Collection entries

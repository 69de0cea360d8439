//! Log output for the console log stream.
//!
//! On the device, entries go out on UART1 TX (GPIO6) so they never mix with
//! the command replies on UART0. Requires external USB-UART adapter.
//!
//! ```text
//! ESP32-S3 GPIO6 (TX) ──────▶ USB-UART RX
//!                              └─▶ PC Serial Monitor
//! ```
//!
//! On host, [`drain_to`] writes the same lines to any `fmt::Write`.

use core::fmt::Write;

use crate::logging::{BufWriter, LogEntry, LogStream};

#[cfg(target_os = "espidf")]
use esp_idf_svc::hal::gpio;
#[cfg(target_os = "espidf")]
use esp_idf_svc::hal::peripheral::Peripheral;
#[cfg(target_os = "espidf")]
use esp_idf_svc::hal::uart::{self, UartTxDriver};

/// UART configuration for logging.
pub struct UartLoggerConfig {
    pub baud_rate: u32,
}

impl Default for UartLoggerConfig {
    fn default() -> Self {
        Self {
            baud_rate: 115200,
        }
    }
}

/// Format log entry to bytes.
///
/// Format: `[timestamp_us] LEVEL: message\n`
pub fn format_log_entry(entry: &LogEntry, buf: &mut [u8]) -> usize {
    let mut writer = BufWriter { buf, pos: 0 };

    let _ = writeln!(
        writer,
        "[{:10}] {}: {}",
        entry.timestamp_us,
        entry.level.as_str(),
        entry.message()
    );

    writer.pos
}

/// Drain every pending entry of `stream` into `out`.
///
/// Reports and resets the dropped counter once the ring is empty.
/// Returns the number of entries written.
pub fn drain_to<const N: usize>(stream: &LogStream<N>, out: &mut dyn Write) -> usize {
    let mut format_buf = [0u8; 160];
    let mut count = 0;

    while let Some(entry) = stream.drain() {
        let len = format_log_entry(&entry, &mut format_buf);
        if let Ok(line) = core::str::from_utf8(&format_buf[..len]) {
            let _ = out.write_str(line);
        }
        count += 1;
    }

    let dropped = stream.dropped();
    if dropped > 0 {
        let _ = writeln!(out, "[WARN] Dropped log entries: {}", dropped);
        stream.reset_dropped();
    }

    count
}

/// Initialize UART1 TX-only for logging output.
#[cfg(target_os = "espidf")]
pub fn init_uart_logger<'d>(
    uart: impl Peripheral<P = uart::UART1> + 'd,
    tx_pin: impl Peripheral<P = impl gpio::OutputPin> + 'd,
    config: &UartLoggerConfig,
) -> Result<UartTxDriver<'d>, esp_idf_svc::sys::EspError> {
    let uart_config = uart::config::Config::default()
        .baudrate(esp_idf_svc::hal::units::Hertz(config.baud_rate));

    UartTxDriver::new(
        uart,
        tx_pin,
        Option::<gpio::AnyIOPin>::None, // CTS
        Option::<gpio::AnyIOPin>::None, // RTS
        &uart_config,
    )
}

/// `fmt::Write` adapter over the log UART.
#[cfg(target_os = "espidf")]
pub struct UartLogWriter<'a, 'd>(pub &'a mut UartTxDriver<'d>);

#[cfg(target_os = "espidf")]
impl Write for UartLogWriter<'_, '_> {
    fn write_str(&mut self, s: &str) -> core::fmt::Result {
        self.0.write(s.as_bytes()).map(|_| ()).map_err(|_| core::fmt::Error)
    }
}

#[cfg(test)]
mod tests {
    use super::*;
    use crate::logging::{LogLevel, MAX_MSG_LEN};

    fn entry(timestamp_us: i64, level: LogLevel, text: &[u8]) -> LogEntry {
        let mut msg = [0u8; MAX_MSG_LEN];
        msg[..text.len()].copy_from_slice(text);
        LogEntry { timestamp_us, level, len: text.len() as u8, msg }
    }

    #[test]
    fn test_format_log_entry() {
        let entry = entry(1234567, LogLevel::Warn, b"Command too long");

        let mut buf = [0u8; 160];
        let len = format_log_entry(&entry, &mut buf);

        let formatted = core::str::from_utf8(&buf[..len]).unwrap();
        assert_eq!(formatted, "[   1234567] WARN: Command too long\n");
    }

    #[test]
    fn test_format_respects_entry_len() {
        let mut e = entry(999, LogLevel::Error, b"TEST12345X");
        e.len = 5;

        let mut buf = [0u8; 160];
        let len = format_log_entry(&e, &mut buf);

        let formatted = core::str::from_utf8(&buf[..len]).unwrap();
        assert!(formatted.contains("ERROR"));
        assert!(formatted.contains("TEST1"));
        assert!(!formatted.contains("X"));
    }

    #[test]
    fn test_default_config_is_baud_only() {
        // Pin selection belongs to init_uart_logger's peripheral argument
        let config = UartLoggerConfig::default();
        let UartLoggerConfig { baud_rate } = config;
        assert_eq!(baud_rate, 115200);
    }

    #[test]
    fn test_drain_to_reports_dropped() {
        let stream = LogStream::<2>::new();
        stream.push(1, LogLevel::Info, b"a");
        stream.push(2, LogLevel::Info, b"b");
        stream.push(3, LogLevel::Info, b"c");

        let mut out = String::new();
        assert_eq!(drain_to(&stream, &mut out), 2);

        assert!(out.contains("INFO: a"));
        assert!(out.contains("INFO: b"));
        assert!(!out.contains("INFO: c"));
        assert!(out.contains("Dropped log entries: 1"));
        assert_eq!(stream.dropped(), 0);
    }
}
//! Схема колонок заказа, общая для тренера (u601) и предиктора (u602).
//!
//! Все имена колонок, синонимы целевой колонки, таблица переименования
//! и значения-заглушки определены здесь один раз, чтобы оба процесса
//! строили одинаковый набор признаков.

use once_cell::sync::Lazy;
use std::collections::HashMap;

/// Кандидаты на обучающий датасет, первый существующий файл выигрывает
pub const TRAINING_DATASET_CANDIDATES: &[&str] =
    &["prediction.csv", "prediciton.csv", "dataset_commandes.csv"];

/// Допустимые написания целевой колонки (сравнение без учета регистра)
pub const TARGET_SYNONYMS: &[&str] = &[
    "fausse_commande",
    "fausse-commande",
    "fausse commande",
    "is_fake",
    "is fake",
    "isfake",
];

/// Каноническое имя целевой колонки после переименования
pub const TARGET_COLUMN: &str = "is_fake";

/// Колонка, добавляемая к исходному файлу с результатом предсказания
pub const PREDICTION_COLUMN: &str = "Prediction_Fraude";

/// Ровно этот набор колонок должен быть в загружаемом файле (порядок не важен)
pub const EXPECTED_UPLOAD_COLUMNS: [&str; 10] = [
    "IP_Client",
    "Date_Creation",
    "Nom_Complet",
    "Numero_Telephone",
    "Quantite",
    "Wilaya",
    "Commune",
    "SKU",
    "Boutique",
    "Montant_Total",
];

/// Переименование колонок загрузки во внутренние имена признаков
pub const UPLOAD_RENAMES: &[(&str, &str)] = &[
    ("IP_Client", "ip_client"),
    ("Date_Creation", "date_creation"),
    ("Nom_Complet", "nom_complet"),
    ("Numero_Telephone", "numero_telephone"),
    ("Quantite", "quantite"),
    ("Wilaya", "wilaya"),
    ("Commune", "commune"),
    ("SKU", "sku"),
    ("Boutique", "boutique"),
    ("Montant_Total", "montant_total"),
];

/// Подстроки, по которым ищется колонка даты создания
pub const DATE_COLUMN_TOKENS: &[&str] = &["date", "creation"];

pub const NUMERIC_MISSING: f64 = -999.0;
pub const CATEGORICAL_MISSING: &str = "NA";
pub const UNKNOWN_CATEGORY_CODE: f64 = -1.0;
pub const MISSING_TIME_PART: i64 = -1;
pub const DEFAULT_THRESHOLD: f64 = 0.5;

/// Производные временные признаки, один и тот же набор для обучения и
/// для инференса (timestamp = секунды от эпохи)
pub const TIME_FEATURES: &[&str] = &[
    "year",
    "month",
    "day",
    "hour",
    "minute",
    "dayofweek",
    "timestamp",
];

static RENAME_MAP: Lazy<HashMap<&'static str, &'static str>> =
    Lazy::new(|| UPLOAD_RENAMES.iter().copied().collect());

/// Внутреннее имя для колонки загрузки (регистр важен)
pub fn canonical_name(column: &str) -> Option<&'static str> {
    RENAME_MAP.get(column).copied()
}

/// trim + замена пробелов, дефисов и апострофов на `_`
pub fn normalize_column_name(name: &str) -> String {
    name.trim()
        .chars()
        .map(|c| match c {
            ' ' | '-' | '\'' => '_',
            other => other,
        })
        .collect()
}

/// Находит целевую колонку: синонимы перебираются по порядку,
/// первый совпавший (без учета регистра) определяет колонку.
pub fn find_target_column<'a, I>(columns: I) -> Option<String>
where
    I: IntoIterator<Item = &'a str> + Clone,
{
    for synonym in TARGET_SYNONYMS {
        let raw = synonym.to_lowercase();
        let normalized = normalize_column_name(synonym).to_lowercase();
        let found = columns.clone().into_iter().find(|column| {
            let lower = column.to_lowercase();
            lower == raw || lower == normalized
        });
        if let Some(column) = found {
            return Some(column.to_string());
        }
    }
    None
}

/// Колонка похожа на дату создания, если содержит "date" или "creation"
pub fn is_date_column(name: &str) -> bool {
    let lower = name.to_lowercase();
    DATE_COLUMN_TOKENS.iter().any(|token| lower.contains(token))
}

#[cfg(test)]
mod tests {
    use super::*;

    #[test]
    fn normalize_replaces_separators() {
        assert_eq!(normalize_column_name("  is fake "), "is_fake");
        assert_eq!(normalize_column_name("fausse-commande"), "fausse_commande");
        assert_eq!(normalize_column_name("Nom d'usine"), "Nom_d_usine");
    }

    #[test]
    fn target_found_for_any_spelling() {
        let cols = ["Boutique", "Fausse_Commande", "SKU"];
        assert_eq!(
            find_target_column(cols.iter().copied()).as_deref(),
            Some("Fausse_Commande")
        );

        let cols = ["Boutique", "is_fake"];
        assert_eq!(
            find_target_column(cols.iter().copied()).as_deref(),
            Some("is_fake")
        );

        let cols = ["Boutique", "label"];
        assert!(find_target_column(cols.iter().copied()).is_none());
    }

    #[test]
    fn date_heuristic_is_case_insensitive() {
        assert!(is_date_column("Date_Creation"));
        assert!(is_date_column("CREATION_TS"));
        assert!(!is_date_column("Boutique"));
    }

    #[test]
    fn every_upload_column_has_a_canonical_name() {
        for column in EXPECTED_UPLOAD_COLUMNS {
            assert!(canonical_name(column).is_some(), "{column}");
        }
        assert_eq!(canonical_name("date_creation"), None);
    }

    #[test]
    fn time_features_end_with_epoch() {
        assert_eq!(TIME_FEATURES.len(), 7);
        assert_eq!(TIME_FEATURES.last(), Some(&"timestamp"));
    }
}
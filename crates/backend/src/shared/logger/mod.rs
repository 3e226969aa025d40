use tracing_subscriber::{layer::SubscriberExt, util::SubscriberInitExt};

/// Инициализация логирования процесса: консоль + файл `target/logs/<process>.log`
///
/// Уровень задается через `RUST_LOG`, по умолчанию `info`.
///
/// # Примеры
/// ```no_run
/// backend::shared::logger::init("backend").unwrap();
/// tracing::info!("Сервер запущен");
/// ```
pub fn init(process: &str) -> anyhow::Result<()> {
    let log_dir = std::path::Path::new("target").join("logs");
    std::fs::create_dir_all(&log_dir)?;

    let log_file = std::fs::OpenOptions::new()
        .create(true)
        .append(true)
        .open(log_dir.join(format!("{}.log", process)))?;

    tracing_subscriber::registry()
        .with(tracing_subscriber::EnvFilter::new(
            std::env::var("RUST_LOG").unwrap_or_else(|_| "info".into()),
        ))
        .with(tracing_subscriber::fmt::layer())
        .with(
            tracing_subscriber::fmt::layer()
                .with_writer(std::sync::Arc::new(log_file))
                .with_ansi(false),
        )
        .try_init()?;

    Ok(())
}
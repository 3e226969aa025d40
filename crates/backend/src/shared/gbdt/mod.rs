//! Gradient-boosted decision trees for binary classification.
//!
//! - [`tree`]: leaf-wise regression tree grown on gradients/hessians
//! - [`booster`]: log-loss boosting with balanced class weights and
//!   early stopping on validation AUC
//! - [`metrics`]: ROC-AUC, average precision, confusion matrix

pub mod booster;
pub mod metrics;
pub mod tree;

pub use booster::{BoostingParams, GradientBoostedModel};

use crate::shared::features::{FeatureFrame, PipelineError};

/// What the predictor needs from a fitted model
pub trait FraudClassifier {
    /// Ordered feature names the model was trained on
    fn feature_names(&self) -> &[String];

    /// Probability of class 1 for every row of `features`
    fn predict_proba(&self, features: &FeatureFrame) -> Result<Vec<f64>, PipelineError>;
}

#[inline]
pub fn sigmoid(x: f64) -> f64 {
    1.0 / (1.0 + (-x).exp())
}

Requirement. Taking the entries above, print exactly the lines starting at the line with "секунды от эпохи)" and ending at the line with "trim + замена", both included.

Final answer.
/// для инференса (timestamp = секунды от эпохи)
pub const TIME_FEATURES: &[&str] = &[
    "year",
    "month",
    "day",
    "hour",
    "minute",
    "dayofweek",
    "timestamp",
];

static RENAME_MAP: Lazy<HashMap<&'static str, &'static str>> =
    Lazy::new(|| UPLOAD_RENAMES.iter().copied().collect());

/// Внутреннее имя для колонки загрузки (регистр важен)
pub fn canonical_name(column: &str) -> Option<&'static str> {
    RENAME_MAP.get(column).copied()
}

/// trim + замена пробелов, дефисов и апострофов на `_`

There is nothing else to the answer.